Starting at the line below holding "assert!(!coordinator.is_active(TargetId(3)));" and stopping at the line holding "fade, at), RevealStage::Hidden);", print every line exactly, both ends included, and leave the rest out.

▶ Stored entries:
.....

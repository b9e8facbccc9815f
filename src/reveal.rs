//! Scroll-driven reveal and the startup sequence that decides when it begins.

use std::collections::{BTreeMap, HashMap};
use std::time::{Duration, Instant};

use crate::error::RevealError;
use crate::models::TargetId;

pub const REVEAL_THRESHOLD: f32 = 0.1;

/// Something that can tell us when targets enter or leave the viewport.
pub trait VisibilityHost {
    fn observe(&mut self, target: TargetId, threshold: f32);
    fn unobserve(&mut self, target: TargetId);
}

#[derive(Debug, Clone, Copy, PartialEq, Eq)]
pub struct Notification {
    pub target: TargetId,
    pub is_intersecting: bool,
}

#[derive(Debug, Clone, PartialEq, Eq)]
pub enum TargetKind {
    Simple,
    /// Children activate together with the parent, in this order.
    Staggered(Vec<TargetId>),
}

#[derive(Debug, Clone, PartialEq, Eq)]
pub struct RevealTarget {
    pub id: TargetId,
    pub kind: TargetKind,
}

impl RevealTarget {
    pub fn simple(id: TargetId) -> Self {
        Self { id, kind: TargetKind::Simple }
    }

    pub fn staggered(id: TargetId, children: Vec<TargetId>) -> Self {
        Self { id, kind: TargetKind::Staggered(children) }
    }
}

pub struct ViewportRevealCoordinator {
    threshold: f32,
    registered: BTreeMap<TargetId, TargetKind>,
    activated: HashMap<TargetId, Instant>,
    torn_down: bool,
}

impl Default for ViewportRevealCoordinator {
    fn default() -> Self {
        Self::new(REVEAL_THRESHOLD)
    }
}

impl ViewportRevealCoordinator {
    pub fn new(threshold: f32) -> Self {
        Self {
            threshold,
            registered: BTreeMap::new(),
            activated: HashMap::new(),
            torn_down: false,
        }
    }

    /// Starts watching `target`. Registering a target twice changes nothing.
    pub fn register<H: VisibilityHost + ?Sized>(&mut self, host: &mut H, target: RevealTarget) -> Result<(), RevealError> {
        if self.torn_down {
            return Err(RevealError::TornDown);
        }
        if self.registered.contains_key(&target.id) {
            return Ok(());
        }
        let id = target.id;
        self.registered.insert(id, target.kind);
        if !self.activated.contains_key(&id) {
            host.observe(id, self.threshold);
        }
        Ok(())
    }

    /// Applies one batch of host notifications in the order given and returns
    /// the targets that became active, each parent followed by its children.
    pub fn handle<H, I>(&mut self, host: &mut H, batch: I, now: Instant) -> Vec<TargetId>
    where
        H: VisibilityHost + ?Sized,
        I: IntoIterator<Item = Notification>,
    {
        let mut newly = Vec::new();
        if self.torn_down {
            return newly;
        }
        for notification in batch {
            if !notification.is_intersecting || self.activated.contains_key(&notification.target) {
                continue;
            }
            let Some(kind) = self.registered.get(&notification.target) else {
                continue;
            };

            self.activated.insert(notification.target, now);
            newly.push(notification.target);
            host.unobserve(notification.target);

            if let TargetKind::Staggered(children) = kind {
                for &child in children {
                    if self.activated.contains_key(&child) {
                        continue;
                    }
                    self.activated.insert(child, now);
                    newly.push(child);
                    if self.registered.contains_key(&child) {
                        host.unobserve(child);
                    }
                }
            }
            tracing::debug!(id = %notification.target, "revealed");
        }
        newly
    }

    #[cfg(test)]
    pub fn is_active(&self, id: TargetId) -> bool {
        self.activated.contains_key(&id)
    }

    pub fn activated_at(&self, id: TargetId) -> Option<Instant> {
        self.activated.get(&id).copied()
    }

    #[cfg(test)]
    pub fn is_registered(&self, id: TargetId) -> bool {
        self.registered.contains_key(&id)
    }

    pub fn registered_count(&self) -> usize {
        self.registered.len()
    }

    pub fn is_torn_down(&self) -> bool {
        self.torn_down
    }

    /// Stops all observation. Further notifications are ignored and
    /// `register` fails.
    pub fn teardown<H: VisibilityHost + ?Sized>(&mut self, host: &mut H) {
        if self.torn_down {
            return;
        }
        for &id in self.registered.keys() {
            if !self.activated.contains_key(&id) {
                host.unobserve(id);
            }
        }
        self.registered.clear();
        self.torn_down = true;
        tracing::debug!(activated = self.activated.len(), "reveal coordinator torn down");
    }
}

/// How far along a revealed element is at `now`.
#[derive(Debug, Clone, Copy, PartialEq, Eq)]
pub enum RevealStage {
    Hidden,
    Entering,
    Shown,
}

/// Stage of an element activated at `activated_at` whose entrance is
/// delayed by `delay` and takes `fade` to finish.
pub fn reveal_stage(activated_at: Option<Instant>, delay: Duration, fade: Duration, now: Instant) -> RevealStage {
    let Some(at) = activated_at else {
        return RevealStage::Hidden;
    };
    let start = at + delay;
    if now < start {
        RevealStage::Hidden
    } else if now < start + fade {
        RevealStage::Entering
    } else {
        RevealStage::Shown
    }
}

#[derive(Debug, Clone, Copy, PartialEq, Eq)]
pub enum Phase {
    Loading,
    Ready,
}

#[derive(Debug, Clone, Copy, PartialEq, Eq)]
pub enum StartupStep {
    /// Splash is over; mount the page content.
    MountContent,
    /// Layout has settled; register every reveal target present.
    BeginObserving,
}

pub struct StartupSequence {
    started: Instant,
    splash: Duration,
    settle: Duration,
    phase: Phase,
    ready_at: Option<Instant>,
    observing: bool,
}

impl StartupSequence {
    pub fn new(started: Instant, splash: Duration, settle: Duration) -> Self {
        Self { started, splash, settle, phase: Phase::Loading, ready_at: None, observing: false }
    }

    pub fn phase(&self) -> Phase {
        self.phase
    }

    #[cfg(test)]
    pub fn is_observing(&self) -> bool {
        self.observing
    }

    /// Steps that have come due by `now`. Each step is returned exactly once.
    pub fn advance(&mut self, now: Instant) -> Vec<StartupStep> {
        let mut steps = Vec::new();
        if self.phase == Phase::Loading && now >= self.started + self.splash {
            self.phase = Phase::Ready;
            self.ready_at = Some(now);
            steps.push(StartupStep::MountContent);
            tracing::info!(after = ?now.saturating_duration_since(self.started), "splash dismissed");
        }
        if let Some(ready_at) = self.ready_at {
            if !self.observing && now >= ready_at + self.settle {
                self.observing = true;
                steps.push(StartupStep::BeginObserving);
            }
        }
        steps
    }
}

#[cfg(test)]
mod tests {
    use super::*;
    use pretty_assertions::assert_eq;

    #[derive(Default)]
    struct RecordingHost {
        observed: Vec<(TargetId, f32)>,
        unobserved: Vec<TargetId>,
    }

    impl VisibilityHost for RecordingHost {
        fn observe(&mut self, target: TargetId, threshold: f32) {
            self.observed.push((target, threshold));
        }

        fn unobserve(&mut self, target: TargetId) {
            self.unobserved.push(target);
        }
    }

    fn enter(id: usize) -> Notification {
        Notification { target: TargetId(id), is_intersecting: true }
    }

    fn exit(id: usize) -> Notification {
        Notification { target: TargetId(id), is_intersecting: false }
    }

    #[test]
    fn registers_at_ten_percent() {
        let mut host = RecordingHost::default();
        let mut coordinator = ViewportRevealCoordinator::default();
        coordinator.register(&mut host, RevealTarget::simple(TargetId(1))).unwrap();
        assert_eq!(host.observed, vec![(TargetId(1), 0.1)]);
    }

    #[test]
    fn double_registration_is_single() {
        let mut host = RecordingHost::default();
        let mut coordinator = ViewportRevealCoordinator::default();
        coordinator.register(&mut host, RevealTarget::simple(TargetId(1))).unwrap();
        coordinator.register(&mut host, RevealTarget::simple(TargetId(1))).unwrap();
        assert_eq!(host.observed.len(), 1);
        assert_eq!(coordinator.registered_count(), 1);

        let now = Instant::now();
        assert_eq!(coordinator.handle(&mut host, [enter(1), enter(1)], now), vec![TargetId(1)]);
    }

    #[test]
    fn activation_is_monotonic() {
        let mut host = RecordingHost::default();
        let mut coordinator = ViewportRevealCoordinator::default();
        coordinator.register(&mut host, RevealTarget::simple(TargetId(7))).unwrap();
        let t0 = Instant::now();

        assert!(coordinator.handle(&mut host, [exit(7)], t0).is_empty());
        assert!(!coordinator.is_active(TargetId(7)));

        coordinator.handle(&mut host, [enter(7)], t0);
        for step in 1..5 {
            let later = t0 + Duration::from_millis(step * 10);
            coordinator.handle(&mut host, [exit(7), enter(7), exit(7)], later);
            assert!(coordinator.is_active(TargetId(7)));
        }
        assert_eq!(coordinator.activated_at(TargetId(7)), Some(t0));
        assert_eq!(host.unobserved, vec![TargetId(7)]);
    }

    #[test]
    fn staggered_children_activate_with_parent() {
        let mut host = RecordingHost::default();
        let mut coordinator = ViewportRevealCoordinator::default();
        let children = vec![TargetId(11), TargetId(12), TargetId(13)];
        coordinator.register(&mut host, RevealTarget::staggered(TargetId(10), children.clone())).unwrap();

        let now = Instant::now();
        for child in &children {
            assert!(!coordinator.is_active(*child));
        }
        let newly = coordinator.handle(&mut host, [enter(10)], now);

        assert_eq!(newly, vec![TargetId(10), TargetId(11), TargetId(12), TargetId(13)]);
        for id in newly {
            assert_eq!(coordinator.activated_at(id), Some(now));
        }
    }

    #[test]
    fn unregistered_targets_are_ignored() {
        let mut host = RecordingHost::default();
        let mut coordinator = ViewportRevealCoordinator::default();
        assert!(coordinator.handle(&mut host, [enter(3)], Instant::now()).is_empty());
        assert!(!coordinator.is_active(TargetId(3)));
    }

    #[test]
    fn activation_follows_notification_order() {
        let mut host = RecordingHost::default();
        let mut coordinator = ViewportRevealCoordinator::default();
        for id in [1, 2, 3] {
            coordinator.register(&mut host, RevealTarget::simple(TargetId(id))).unwrap();
        }
        let newly = coordinator.handle(&mut host, [enter(3), exit(2), enter(1)], Instant::now());
        assert_eq!(newly, vec![TargetId(3), TargetId(1)]);
    }

    #[test]
    fn teardown_stops_everything() {
        let mut host = RecordingHost::default();
        let mut coordinator = ViewportRevealCoordinator::default();
        coordinator.register(&mut host, RevealTarget::simple(TargetId(1))).unwrap();
        coordinator.register(&mut host, RevealTarget::simple(TargetId(2))).unwrap();
        coordinator.handle(&mut host, [enter(1)], Instant::now());

        coordinator.teardown(&mut host);
        coordinator.teardown(&mut host);

        assert_eq!(host.unobserved, vec![TargetId(1), TargetId(2)]);
        assert!(coordinator.is_torn_down());
        assert_eq!(coordinator.register(&mut host, RevealTarget::simple(TargetId(4))), Err(RevealError::TornDown));
        assert!(coordinator.handle(&mut host, [enter(2)], Instant::now()).is_empty());
        assert!(coordinator.is_active(TargetId(1)));
    }

    #[test]
    fn stage_respects_delay_and_fade() {
        let at = Instant::now();
        let delay = Duration::from_millis(200);
        let fade = Duration::from_millis(300);
        assert_eq!(reveal_stage(None, delay, fade, at), RevealStage::Hidden);
        assert_eq!(reveal_stage(Some(at), delay, fade, at + Duration::from_millis(100)), RevealStage::Hidden);
        assert_eq!(reveal_stage(Some(at), delay, fade, at + Duration::from_millis(250)), RevealStage::Entering);
        assert_eq!(reveal_stage(Some(at), delay, fade, at + Duration::from_millis(500)), RevealStage::Shown);
    }

    #[test]
    fn startup_is_two_phase() {
        let t0 = Instant::now();
        let mut startup = StartupSequence::new(t0, Duration::from_millis(800), Duration::from_millis(100));

        assert!(startup.advance(t0 + Duration::from_millis(799)).is_empty());
        assert_eq!(startup.phase(), Phase::Loading);

        let ready = t0 + Duration::from_millis(800);
        assert_eq!(startup.advance(ready), vec![StartupStep::MountContent]);
        assert_eq!(startup.phase(), Phase::Ready);
        assert!(!startup.is_observing());

        assert!(startup.advance(ready + Duration::from_millis(50)).is_empty());
        assert_eq!(startup.advance(ready + Duration::from_millis(100)), vec![StartupStep::BeginObserving]);
        assert!(startup.advance(ready + Duration::from_secs(60)).is_empty());
        assert_eq!(startup.phase(), Phase::Ready);
    }

    #[test]
    fn splash_then_registers_three_targets_once() {
        let t0 = Instant::now();
        let mut startup = StartupSequence::new(t0, Duration::from_millis(800), Duration::from_millis(100));
        let mut coordinator = ViewportRevealCoordinator::default();
        let mut host = RecordingHost::default();
        let targets: Vec<_> = (0..3).map(|i| RevealTarget::simple(TargetId(i))).collect();

        for ms in (0..=1200).step_by(50) {
            for step in startup.advance(t0 + Duration::from_millis(ms)) {
                if step == StartupStep::BeginObserving {
                    for target in &targets {
                        coordinator.register(&mut host, target.clone()).unwrap();
                    }
                }
            }
            if ms < 800 {
                assert!(host.observed.is_empty());
            }
        }

        assert_eq!(startup.phase(), Phase::Ready);
        let ids: Vec<_> = host.observed.iter().map(|(id, _)| *id).collect();
        assert_eq!(ids, vec![TargetId(0), TargetId(1), TargetId(2)]);
    }
}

.....

▶ Reply:
        assert!(!coordinator.is_active(TargetId(3)));
    }

    #[test]
    fn activation_follows_notification_order() {
        let mut host = RecordingHost::default();
        let mut coordinator = ViewportRevealCoordinator::default();
        for id in [1, 2, 3] {
            coordinator.register(&mut host, RevealTarget::simple(TargetId(id))).unwrap();
        }
        let newly = coordinator.handle(&mut host, [enter(3), exit(2), enter(1)], Instant::now());
        assert_eq!(newly, vec![TargetId(3), TargetId(1)]);
    }

    #[test]
    fn teardown_stops_everything() {
        let mut host = RecordingHost::default();
        let mut coordinator = ViewportRevealCoordinator::default();
        coordinator.register(&mut host, RevealTarget::simple(TargetId(1))).unwrap();
        coordinator.register(&mut host, RevealTarget::simple(TargetId(2))).unwrap();
        coordinator.handle(&mut host, [enter(1)], Instant::now());

        coordinator.teardown(&mut host);
        coordinator.teardown(&mut host);

        assert_eq!(host.unobserved, vec![TargetId(1), TargetId(2)]);
        assert!(coordinator.is_torn_down());
        assert_eq!(coordinator.register(&mut host, RevealTarget::simple(TargetId(4))), Err(RevealError::TornDown));
        assert!(coordinator.handle(&mut host, [enter(2)], Instant::now()).is_empty());
        assert!(coordinator.is_active(TargetId(1)));
    }

    #[test]
    fn stage_respects_delay_and_fade() {
        let at = Instant::now();
        let delay = Duration::from_millis(200);
        let fade = Duration::from_millis(300);
        assert_eq!(reveal_stage(None, delay, fade, at), RevealStage::Hidden);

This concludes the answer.